Por razões de pensamento ou talvez de pragmatismo o Dr. Marques Mendes fez da equidistância uma fé. Assunção Cristas que poderia ter-se abstido sobre o eventual sentido do seu voto no Brasil invocando o respeito pelas escolhas democráticas de um país soberano, preferiu pronunciar-se: nem Bolsonaro, nem Haddad, assim os colocando, portanto, em pé igual. João Miguel Tavares, Adolfo Mesquita Nunes e muitos outros de direita e centro-direita tiveram os mesmos pruridos, recusando-se a compreender a escolha da maioria do eleitorado brasileiro (ou norte-americano, ou italiano, ou húngaro, ou polaco, ou colombiano, ou inglês).

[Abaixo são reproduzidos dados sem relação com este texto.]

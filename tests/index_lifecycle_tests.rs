// Copyright 2024-Present the index-schema authors.
//
// Licensed under the Apache License, Version 2.0 (the "License");
// you may not use this file except in compliance with the License.
// You may obtain a copy of the License at
//
//     http://www.apache.org/licenses/LICENSE-2.0
//
// Unless required by applicable law or agreed to in writing, software
// distributed under the License is distributed on an "AS IS" BASIS,
// WITHOUT WARRANTIES OR CONDITIONS OF ANY KIND, either express or implied.
// See the License for the specific language governing permissions and
// limitations under the License.

use std::num::NonZeroUsize;
use std::sync::Arc;

use index_schema::testing::RamIndex;
use index_schema::{
    FieldValueAccessor, Index, IndexConfig, IndexedField, QueryOptions, Schema, SiteIndexer,
    INDEX_TYPE_ENV_KEY,
};
use time::macros::datetime;
use time::OffsetDateTime;

#[derive(Clone, Debug, Default, PartialEq)]
struct Change {
    id: i32,
    topic: Option<String>,
    hashtags: Vec<String>,
    updated_at: Option<OffsetDateTime>,
}

fn id_field() -> Arc<IndexedField<Change>> {
    IndexedField::integer("id")
        .required()
        .stored_exact("id")
        .build_with_setter(
            |change: &Change| Ok(Some(change.id)),
            |change, id| change.id = id,
        )
        .unwrap()
}

fn topic_field() -> Arc<IndexedField<Change>> {
    IndexedField::text("topic")
        .stored_exact("topic")
        .full_text("topic_fuzzy")
        .build_with_setter(
            |change: &Change| Ok(change.topic.clone()),
            |change, topic| change.topic = Some(topic),
        )
        .unwrap()
}

fn hashtags_field() -> Arc<IndexedField<Change>> {
    IndexedField::texts("hashtag")
        .stored_exact("hashtag")
        .build_with_setter(
            |change: &Change| Ok(Some(change.hashtags.clone())),
            |change, hashtags| change.hashtags = hashtags,
        )
        .unwrap()
}

fn updated_at_field() -> Arc<IndexedField<Change>> {
    IndexedField::timestamp("updated_at")
        .range("updated_at")
        .build_with_setter(
            |change: &Change| Ok(change.updated_at),
            |change, updated_at| change.updated_at = Some(updated_at),
        )
        .unwrap()
}

fn sample_change(id: i32) -> Change {
    Change {
        id,
        topic: Some(format!("topic-{id}")),
        hashtags: vec!["perf".to_string()],
        updated_at: Some(datetime!(2024-03-20 17:45 UTC)),
    }
}

fn options() -> QueryOptions {
    QueryOptions::create(IndexConfig::default(), 0, 10, 10, None).unwrap()
}

#[test]
fn test_schema_evolution_across_generations() {
    let id = id_field();
    let topic = topic_field();
    let hashtags = hashtags_field();
    let updated_at = updated_at_field();

    let v10 = Schema::builder(10)
        .add_fields([id.clone(), topic.clone(), hashtags.clone()])
        .build()
        .unwrap();
    let v11 = Schema::builder_from(&v10)
        .remove_field("hashtag")
        .add_field(updated_at.clone())
        .build()
        .unwrap();
    assert_eq!(v11.version(), 11);

    // Unchanged fields are the same definition in both generations.
    assert!(Arc::ptr_eq(v10.fields().get("topic").unwrap(), &topic));
    assert!(Arc::ptr_eq(v11.fields().get("topic").unwrap(), &topic));

    // Query code written against the newest generation falls back for the
    // older one.
    let resolved = v11.get_field(&updated_at, &[&hashtags]).unwrap();
    assert!(Arc::ptr_eq(&resolved, &updated_at));
    let resolved = v10.get_field(&updated_at, &[&hashtags]).unwrap();
    assert!(Arc::ptr_eq(&resolved, &hashtags));

    assert!(v10.has_field(&hashtags));
    assert!(!v11.has_field(&hashtags));
}

#[tokio::test]
async fn test_end_to_end_replace_get_delete() {
    let schema = Schema::builder(1)
        .add_fields([id_field(), topic_field(), hashtags_field(), updated_at_field()])
        .build()
        .unwrap();
    let index = RamIndex::for_test(schema, "id", |change: &Change| change.id);
    index.mark_ready(true).unwrap();

    let change = sample_change(7);
    index.replace(&change).await.unwrap();
    assert_eq!(index.get(&7, options()).await.unwrap(), Some(change));

    index.delete(&7).await.unwrap();
    assert_eq!(index.get(&7, options()).await.unwrap(), None);
}

#[tokio::test]
async fn test_reconstruction_from_stored_document() {
    let schema = Schema::builder(1)
        .add_fields([id_field(), topic_field(), hashtags_field(), updated_at_field()])
        .build()
        .unwrap();
    let fields: Vec<_> = schema.fields().values().cloned().collect();
    let index = RamIndex::for_test(schema, "id", |change: &Change| change.id);

    let original = sample_change(7);
    index.replace(&original).await.unwrap();
    let stored = index.stored_doc(&7).unwrap();

    let mut reconstructed = Change::default();
    for field in &fields {
        if let Some(values) = stored.get(field.name()) {
            assert!(field.set_if_possible(&mut reconstructed, &FieldValueAccessor::new(values)));
        }
    }
    assert_eq!(reconstructed, original);
}

#[tokio::test]
async fn test_bulk_reindex_with_one_bad_document() {
    let schema = Schema::builder(1)
        .add_fields([id_field(), topic_field()])
        .build()
        .unwrap();
    let index = RamIndex::for_test(schema, "id", |change: &Change| change.id);
    index.fail_replace_of(42);

    let indexer = SiteIndexer::new(NonZeroUsize::new(8).unwrap());
    let result = indexer
        .index_all(&index, (1..=100).map(sample_change))
        .await;

    assert!(!result.success);
    assert_eq!(result.done_count, 99);
    assert_eq!(result.failed_count, 1);

    assert!(!index.contains(&42));
    assert_eq!(index.len(), 99);
    assert_eq!(
        index.get(&1, options()).await.unwrap(),
        Some(sample_change(1))
    );
    assert_eq!(
        index.get(&100, options()).await.unwrap(),
        Some(sample_change(100))
    );
}

#[test]
fn test_backend_type_env_override() {
    let config = IndexConfig::from_yaml("index:\n  type: lucene\n").unwrap();
    assert_eq!(config.backend_type(), "lucene");

    std::env::set_var(INDEX_TYPE_ENV_KEY, "fake");
    assert_eq!(config.backend_type(), "fake");

    // Blank overrides are ignored.
    std::env::set_var(INDEX_TYPE_ENV_KEY, "  ");
    assert_eq!(config.backend_type(), "lucene");

    std::env::remove_var(INDEX_TYPE_ENV_KEY);
    assert_eq!(config.backend_type(), "lucene");
}
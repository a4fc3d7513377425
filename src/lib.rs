// Copyright 2024-Present the index-schema authors.
//
// Licensed under the Apache License, Version 2.0 (the "License");
// you may not use this file except in compliance with the License.
// You may obtain a copy of the License at
//
//     http://www.apache.org/licenses/LICENSE-2.0
//
// Unless required by applicable law or agreed to in writing, software
// distributed under the License is distributed on an "AS IS" BASIS,
// WITHOUT WARRANTIES OR CONDITIONS OF ANY KIND, either express or implied.
// See the License for the specific language governing permissions and
// limitations under the License.

#![warn(missing_docs)]

//! Schema layer for secondary indexes over domain objects.
//!
//! A [`Schema`] is an immutable, versioned set of [`IndexedField`]
//! definitions. Each field pairs a typed extraction rule (from a domain
//! object into backend-neutral [`FieldValue`]s) with the search
//! tokenizations declared on it, and optionally a reverse rule used to
//! reconstruct objects from stored documents. The [`Index`] trait is the
//! contract concrete backends implement, and [`SiteIndexer`] drives bulk
//! reindexes against any of them.

mod config;
mod error;
mod field_type;
mod index;
mod indexed_field;
mod query;
mod schema;
mod site_indexer;
mod stored_value;
#[cfg(any(test, feature = "testsuite"))]
pub mod testing;
mod value;

pub use config::{IndexConfig, PaginationType, INDEX_TYPE_ENV_KEY};
pub use error::{FieldError, QueryParseError, StorageError};
pub use field_type::{FieldKind, FieldType, SearchOption};
pub use index::{DataSource, Index};
pub use indexed_field::{
    validate_field_name, FieldBuilder, IndexedField, SearchSpec, FIELD_NAME_PATTERN,
};
pub use query::{FieldPredicate, Predicate, QueryOptions};
pub use schema::{FieldValues, Schema, SchemaBuilder};
pub use site_indexer::{IndexAllResult, ProgressReporter, SiteIndexer};
pub use stored_value::{FieldValueAccessor, StoredValue};
pub use value::{FieldValue, IndexableValue, Protobuf};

O centro-direita e a direita portugueses só têm respostas vagas ou pusilânimes para as preocupações com terrorismo, imigração, insegurança, estagnação ou retrocesso económico, ascensão social, liberdade de expressão (contra o politicamente correcto) e económica (contra a servidão do Estado), justiça, responsabilidade, representatividade, herança cultural e tradições, valores morais, nação e interesse nacional. E enquanto continuarem a tratar estes temas com indiferença, platitudes, ou hipérboles, continuarão a ceder terreno e armas ao que chamam «populismo», nem assim conseguindo essa aprovação da esquerda a que tantos parecem aspirar.

Não compreendem, recusam compreender como Jaime Nogueira Pinto compreendeu, que os Bolsonaros são «arauto(s) da revolta popular»; que os eleitorados cansados, revoltados e sem representação, estão dispostos a correr riscos; e que, mesmo que não saibam rigorosamente para onde vão, respondem aos apelos de prudência e conformação: «Só sei que não vou por aí.»

P.S. Para que possa diversificar as suas missões persecutórias, sugiro à matilha portuguesa da correcção política dois novos e apetitosos alvos:

– Jacob Rees-Mogg, membro da Câmara dos Comuns por North East Somerset. Rees-Mogg é conservador, Brexitiano, e tem o humor acerado e o repentismo de um Churchill. Convirá atacá-lo desde já, pois é uma estrela em ascensão. É difícil acusá-lo de ignorância, porque tem uma formação sólida por Eton; ou de estupidez, por ser demasiado evidente a sua inteligência. Mas podem sempre rotulá-lo de elitista, pois usa o inglês shakespeariano da upper class, ou de especulador, pois em vez de estar encostado ao Estado tem meios independentes de fortuna.

– Jordan Peterson, professor de Psicologia e psicólogo clínico. Visto manifestar um nojo inflexível ao controlo estatal do comportamento e da linguagem, convém acusá-lo de machismo, homofobia e outros epítetos disponíveis por aí. Convém fazê-lo escondido e de longe, pois já destruiu em debates públicos as presunções de diversos caluniadores. E, tal como no caso de Rees-Mogg, convém prosseguir na batalha contra a liberdade de expressão nas redes sociais, onde Rees-Mogg e Peterson têm generosa presença.